Recently, I got an email that was ostensibly supposed to congratulate me on a good review, but the writer managed to make it clear that she personally had some reservations about my work.
Immediately, I clicked "reply" and began typing a sarcastic response.
As I worded and reworded my indignant sentences, a thought appeared at the edges of my consciousness: Did I really want to start a fight?
Maybe ... I should consult a third party for advice.
Maybe ... I should take a deep breath.
Maybe ... while I was taking that breath, the third party would write back saying what I already knew, that nobody else thought any of that stuff and there was no need to flail my tiny fists.
Maybe ... that old advice about counting to 10.
Maybe ... I wouldn't send my reply at all.
And in fact, I did not. I left the message in the "Drafts" folder and within a day or two, found I felt absolutely no need to reply to the email. All that steam had evaporated; I didn't care.
I still can't quite believe I didn't send it! I am a person who has been living with the effects of her impatience and lack of impulse control since the day she couldn't wait any longer for The Big Ones to change her diaper and took care of it herself. Impatience has made me efficient, timely and productive; it has also made me rude, half-baked, clumsy, irritable, impolitic and a bull in the china shop of romance. The only good thing about how quick I am to flare up is how quick I am to get over it. Holding grudges requires far too much focus.
For people like me, and there are many of us, medicated and not, the instantaneousness of the "Send" button in email programs has been a serious problem.

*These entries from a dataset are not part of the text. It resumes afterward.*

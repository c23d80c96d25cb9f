use serde::{Deserialize, Serialize};

/// How a path differs from the last recorded snapshot.
///
/// Variant order is the canonical order used for sorting and grouping.
#[derive(Debug, Clone, Copy, PartialEq, Eq, PartialOrd, Ord, Hash, Serialize, Deserialize)]
#[serde(rename_all = "lowercase")]
pub enum ChangeKind {
    Added,
    Modified,
    Deleted,
    Unknown,
}

impl ChangeKind {
    /// Maps a raw status token (`A`, `M`, `D`) to a kind; anything else is `Unknown`.
    #[must_use]
    pub fn from_token(token: &str) -> Self {
        match token {
            "A" => Self::Added,
            "M" => Self::Modified,
            "D" => Self::Deleted,
            _ => Self::Unknown,
        }
    }

    /// Label that opens a group of this kind in a commit message.
    #[must_use]
    pub const fn label(self) -> &'static str {
        match self {
            Self::Added => "add ",
            Self::Modified => "update ",
            Self::Deleted => "delete ",
            Self::Unknown => "?? ",
        }
    }
}

/// A single changed path.
#[derive(Debug, Clone, PartialEq, Eq, PartialOrd, Ord, Hash, Serialize, Deserialize)]
pub struct StatusEntry {
    kind: ChangeKind,
    path: String,
}

impl StatusEntry {
    #[must_use]
    pub fn new(kind: ChangeKind, path: impl Into<String>) -> Self {
        Self {
            kind,
            path: path.into(),
        }
    }

    #[must_use]
    pub const fn kind(&self) -> ChangeKind {
        self.kind
    }

    #[must_use]
    pub fn path(&self) -> &str {
        &self.path
    }
}

/// Raw listing formats understood by the parser.
#[derive(Debug, Clone, Copy, PartialEq, Eq)]
pub enum StatusFormat {
    /// `git status --porcelain`: `<kind> <path>`
    Short,
    /// `git show --name-status`: `<kind>\t<path>`
    DiffSummary,
}

impl StatusFormat {
    #[must_use]
    pub const fn separator(self) -> char {
        match self {
            Self::Short => ' ',
            Self::DiffSummary => '\t',
        }
    }
}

It has never been easier to cause trouble, start fights, flirt, blurt, spill the beans, send out messages with errors and typos, sign off with hugs and kisses to your contractor and the school principal. Humiliations large and small await at the click of a mouse. At least with drunk dialing you had to be drunk and you had to dial.
A friend in California called the other day to report her imminent death from embarrassment -- called mortification for a reason -- because she had accidentally pressed "Reply All" to a mass email from a friend about his art opening with a note she'd intended for just one person on the list. It said something along the lines of, "if he can find someone to buy this crap, more power to him."
Oh dear, oh dear. Time heals all wounds, but stop checking your watch, because time does not hurry, and no matter how desperately we sometimes wish it were otherwise, it only goes in one direction. There are enough irreversible accidents and relentlessly unfolding losses without adding to the list. Prudence is something I never admired as a virtue, but too many broken things can't be fixed, too many messes can't be cleaned up. From an unnecessary thin-skinned email to infinity.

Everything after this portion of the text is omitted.